=== EXERCISE DESCRIPTION ===
Work out how many lines in these entries include the string "EvalError", and give only that figure.

=== DATA ===
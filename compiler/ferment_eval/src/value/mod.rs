//! Runtime values.

mod composite;
mod thunk;

use std::rc::Rc;

use ferment_ir::StringInterner;

use crate::errors::{not_printable, EvalError};

pub use composite::{StructHandle, StructInstance, StructRef};
pub use thunk::{Captures, Deferred, ForceStart, Thunk};

/// A runtime value.
///
/// Every value except `Thunk` is concrete. Expression evaluation only ever
/// yields concrete values; thunks live in variable slots, captured
/// bindings and function results until something forces them.
#[derive(Clone, Debug)]
pub enum Value {
    Int(i64),
    Bool(bool),
    Str(Rc<str>),
    /// Bare `nil`, also the result of `void` functions.
    Nil,
    Struct(StructRef),
    Thunk(Thunk),
}

impl Value {
    #[inline]
    pub fn string(s: &str) -> Self {
        Value::Str(Rc::from(s))
    }

    /// Truth value under the implicit `int` to `bool` coercion.
    pub fn coerce_bool(&self) -> Option<bool> {
        match self {
            Value::Bool(b) => Some(*b),
            Value::Int(n) => Some(*n != 0),
            _ => None,
        }
    }

    pub fn type_name(&self, interner: &StringInterner) -> String {
        match self {
            Value::Int(_) => "int".to_string(),
            Value::Bool(_) => "bool".to_string(),
            Value::Str(_) => "string".to_string(),
            Value::Nil => "nil".to_string(),
            Value::Struct(r) => interner.lookup(r.type_name()).to_string(),
            Value::Thunk(_) => "thunk".to_string(),
        }
    }

    /// Text written by `print`.
    ///
    /// Only primitives and nil struct references have a printed form.
    pub fn printable(&self, interner: &StringInterner) -> Result<String, EvalError> {
        match self {
            Value::Int(n) => Ok(n.to_string()),
            Value::Bool(b) => Ok(b.to_string()),
            Value::Str(s) => Ok(s.to_string()),
            Value::Struct(r) if r.is_nil() => Ok("nil".to_string()),
            Value::Nil | Value::Struct(_) | Value::Thunk(_) => {
                Err(not_printable(&self.type_name(interner)))
            }
        }
    }
}

/// Structural equality for primitives, identity for structs and thunks.
///
/// This is host-side equality (tests, memo checks). The language's `==`
/// lives in `operators` and adds coercion and cross-type rules.
impl PartialEq for Value {
    fn eq(&self, other: &Self) -> bool {
        match (self, other) {
            (Value::Int(a), Value::Int(b)) => a == b,
            (Value::Bool(a), Value::Bool(b)) => a == b,
            (Value::Str(a), Value::Str(b)) => a == b,
            (Value::Nil, Value::Nil) => true,
            (Value::Struct(a), Value::Struct(b)) => a.same_ref(b),
            (Value::Thunk(a), Value::Thunk(b)) => a.ptr_eq(b),
            _ => false,
        }
    }
}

=== WRITTEN ANSWER ===
2